Templeton (Merck): In addition to supporting product development, the vision for the facility is to simultaneously support the development of new manufacturing approaches for future products. The FLEx Center design includes podular manufacturing space that will enable products to be developed and supplied from the Formulation Center and, when necessary, the equipment and space can be moved to a commercial site to support product launch and commercial supply. Benefits of this approach include reduced cost, time, effort, and risk associated with the technology transfer as the same equipment used through product development will be used for commercial supply. We see this approach as being most applicable to small-volume products requiring complex, niche drug-delivery solutions.
PharmTech: What do you see as trends in requirements in the area of containment for worker/product safety?
Templeton (Merck): At Merck, we have seen a significant increase in the number of potent compounds in the pipeline that require increased control and containment for facilities and equipment. Given this, the facility is being designed to support activities associated with highly potent compounds. This capability was included in the project scope as it was deemed critical for the facility to deliver on the future pipeline. Our philosophy and guiding principle for worker safety is containment at source. From an operations perspective, we are evaluating a variety of technologies to deliver on this principle, ranging from the use of contained charging/discharging solutions up to and including the implementation of hard-wall isolators where the highest levels of containment are required. For cleaning, equipment with wet and/or wash-in-place capabilities are being implemented where possible to ensure the necessary containment control is established for those activities.

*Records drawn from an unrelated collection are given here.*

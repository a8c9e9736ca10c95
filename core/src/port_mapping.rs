use crate::identifier::SelfRef;
use crate::refs::ServiceRef;
use crate::service::Protocol;
use std::collections::BTreeSet;

/// One `(protocol, port-range)` entry a service exposes through an
/// `AddressGroup`.
#[derive(Clone, Debug, PartialEq, Eq, PartialOrd, Ord)]
pub struct AccessPort {
    pub protocol: Protocol,
    pub port: String,
}

/// Derived, one per `AddressGroup`: the ports every bound `Service` exposes
/// through it. Owned by the core; regenerated whenever a member service's
/// ports or address-group membership changes, or the binding set changes.
#[derive(Clone, Debug, PartialEq, Eq)]
pub struct AddressGroupPortMapping {
    pub id: SelfRef,
    pub access_ports: Vec<(ServiceRef, BTreeSet<AccessPort>)>,
}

PharmTech: Digitalization and designing a ‘digital factory’ is another growing trend. Can you comment on what digital approaches you are employing in the new lab and the advantages you think they will bring?
Templeton (Merck): The desire is to adopt Industry 4.0 concepts into the design. The intent is to enable IT [information technology] infrastructure platforms that will adapt to the evolving technologies. The new facility will create a data-rich ecosystem, encompassing integration of all people, product, equipment, and facility data, with simple human interfaces for both use and visualization. Current exploration activities are leveraging video, voice, barcodes, RFID [radio frequency identification], and integrated workflows. Use of AI [artificial intelligence] or VR [virtual reality] technologies for virtual reality standard operating procedure instruction, knowledge management, and job aid/standard work tools are also being explored, so as to create a digitally enhanced work environment.
PharmTech: Will 3D printing be part of your new facility?
Templeton (Merck): 3D printing (3DP) is an active research and development area at Merck. We are currently developing 3DP technology for use as an early clinical platform for oral products and have several peer-reviewed publications that detail our technology and approach. There is no immediate plan for inclusion of drug product 3D printing in our new facility, but as we and others develop 3DP and new manufacturing technologies, we will continue to re-evaluate our approaches and integration into our FLEx facility. It is worth noting that we do have an established, state-of-the-art, 3D-printing facility in Rahway, adjacent to the FLEx Center, that we will leverage for prototyping new process engineering concepts.